The embedded controllers are programmed by the manufacturer to do the same task over and over, which differientiates them from the more obvious mainframe, minicomputer or desktop personal computers. Thus, the embedded controller in a pager, CD Rom player or car’s engine controls the function of that unit and nothing else. In comparison, the components, or chips, that operate a personal computer can be reprogrammed to handle different tasks, such as word processing or financial spreadsheets.
Intel and the computer industry have defined two types of embedded controllers: microcontrollers and microprocessors. Microcontrollers have processing ability, program memory and input/output capability on-chip. Integration of these functions generally means that the chip can respond to external signals in real time, a function known as event control.
Applications for microcontrollers include voice messaging systems, in which the microcontroller enables voice compression, decompression and encryption; and automotive anti-lock braking systems, which must instantly and continuously process data collected from the automobile’s wheel speed sensors.

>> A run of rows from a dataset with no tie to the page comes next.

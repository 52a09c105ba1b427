//! Prometheus metrics for the worker.

use std::net::SocketAddr;

use metrics::{counter, gauge, histogram};
use metrics_exporter_prometheus::PrometheusBuilder;

use crate::error::{WorkerError, WorkerResult};

/// Metric names as constants for consistency.
pub mod names {
    pub const JOBS_TOTAL: &str = "vpipe_worker_jobs_total";
    pub const JOB_DURATION_SECONDS: &str = "vpipe_worker_job_duration_seconds";
    pub const RECONNECTS_TOTAL: &str = "vpipe_worker_reconnects_total";
    pub const JOBS_IN_FLIGHT: &str = "vpipe_worker_jobs_in_flight";
}

/// Serve metrics on `0.0.0.0:<port>`.
pub fn init_metrics(port: u16) -> WorkerResult<()> {
    let addr = SocketAddr::from(([0, 0, 0, 0], port));
    PrometheusBuilder::new()
        .with_http_listener(addr)
        .install()
        .map_err(|e| WorkerError::config_error(format!("Failed to start metrics exporter: {}", e)))
}

/// Record a settled job.
pub fn record_job(outcome: &'static str, duration_secs: f64) {
    counter!(names::JOBS_TOTAL, "outcome" => outcome).increment(1);
    histogram!(names::JOB_DURATION_SECONDS, "outcome" => outcome).record(duration_secs);
}

/// Record a message settled without running the pipeline.
pub fn record_rejected(outcome: &'static str) {
    counter!(names::JOBS_TOTAL, "outcome" => outcome).increment(1);
}

pub fn record_reconnect() {
    counter!(names::RECONNECTS_TOTAL).increment(1);
}

pub fn set_in_flight(count: usize) {
    gauge!(names::JOBS_IN_FLIGHT).set(count as f64);
}
//! Autoscaling controller for batch transcoding workers.
//!
//! This crate provides:
//! - The poll loop that sizes the batch worker pool from queue backlog
//! - AWS Batch job submission and listing behind the [`BatchCompute`] trait
//! - Queue observation behind the [`QueueInspector`] trait
//! - The HTTP status and trigger API

pub mod batch;
pub mod config;
pub mod controller;
pub mod error;
pub mod handlers;
pub mod inspector;
pub mod metrics;
pub mod routes;
pub mod state;

pub use batch::{AwsBatchClient, BatchCompute};
pub use config::{BatchConfig, ScalerConfig};
pub use controller::{Backends, ScalingController, TriggerOutcome};
pub use error::{ScalerError, ScalerResult};
pub use inspector::{Backlog, QueueInspector, RedisInspector};
pub use routes::create_router;
pub use state::AppState;
//! Queue operations used to settle deliveries.

use async_trait::async_trait;

use vpipe_queue::{Delivery, JobQueue, QueueResult};

/// The settlement seam between the delivery handler and the broker.
#[async_trait]
pub trait DeliverySettler: Send + Sync {
    /// Acknowledge and remove a delivery.
    async fn ack(&self, message_id: &str) -> QueueResult<()>;

    /// Settle without requeue, dead-lettering when the topology allows it.
    async fn reject(&self, delivery: &Delivery, reason: &str) -> QueueResult<()>;
}

#[async_trait]
impl DeliverySettler for JobQueue {
    async fn ack(&self, message_id: &str) -> QueueResult<()> {
        JobQueue::ack(self, message_id).await
    }

    async fn reject(&self, delivery: &Delivery, reason: &str) -> QueueResult<()> {
        JobQueue::reject(self, delivery, reason).await
    }
}
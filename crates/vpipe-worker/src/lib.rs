//! Transcoding worker.
//!
//! Consumes transcode jobs from the Redis Streams queue, runs the HLS
//! pipeline and finalizes video records. Exposes the pieces the binary wires
//! together so they can be exercised with fakes.

pub mod config;
pub mod error;
pub mod executor;
pub mod logging;
pub mod metrics;
pub mod processor;
pub mod retry;
pub mod settle;
pub mod store;

pub use config::{ProcessorConfig, WorkerConfig};
pub use error::{WorkerError, WorkerResult};
pub use executor::{connect_queue, DeliveryHandler, DeliveryLimits, ExitReason, JobExecutor};
pub use processor::{Disposition, JobOutcome, JobProcessor};
pub use settle::DeliverySettler;
pub use store::VideoStore;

Microprocessors, on the other hand, are designed to handle programs with large amounts of data. Less on-chip space is devoted to memory, since microprocessor-based systems rely on off-chip memory to run a program. An example of a large data control application would be a copy machine. The processor controls the copier’s prompts, determining paper size, the number of copies, whether to collate copies, reducing or enlarging originals and other features. The processor then communicates information input by the operator to the appropriate mechanisms within the machine.
The copy machine also illustrates the difference between microprocessors and microcontrollers. Microcontrollers in the copier control the mechanical actions of the copier’s parts as dictated by input from microprocessors, such as motor speed, stapler timing and the copier flash tube.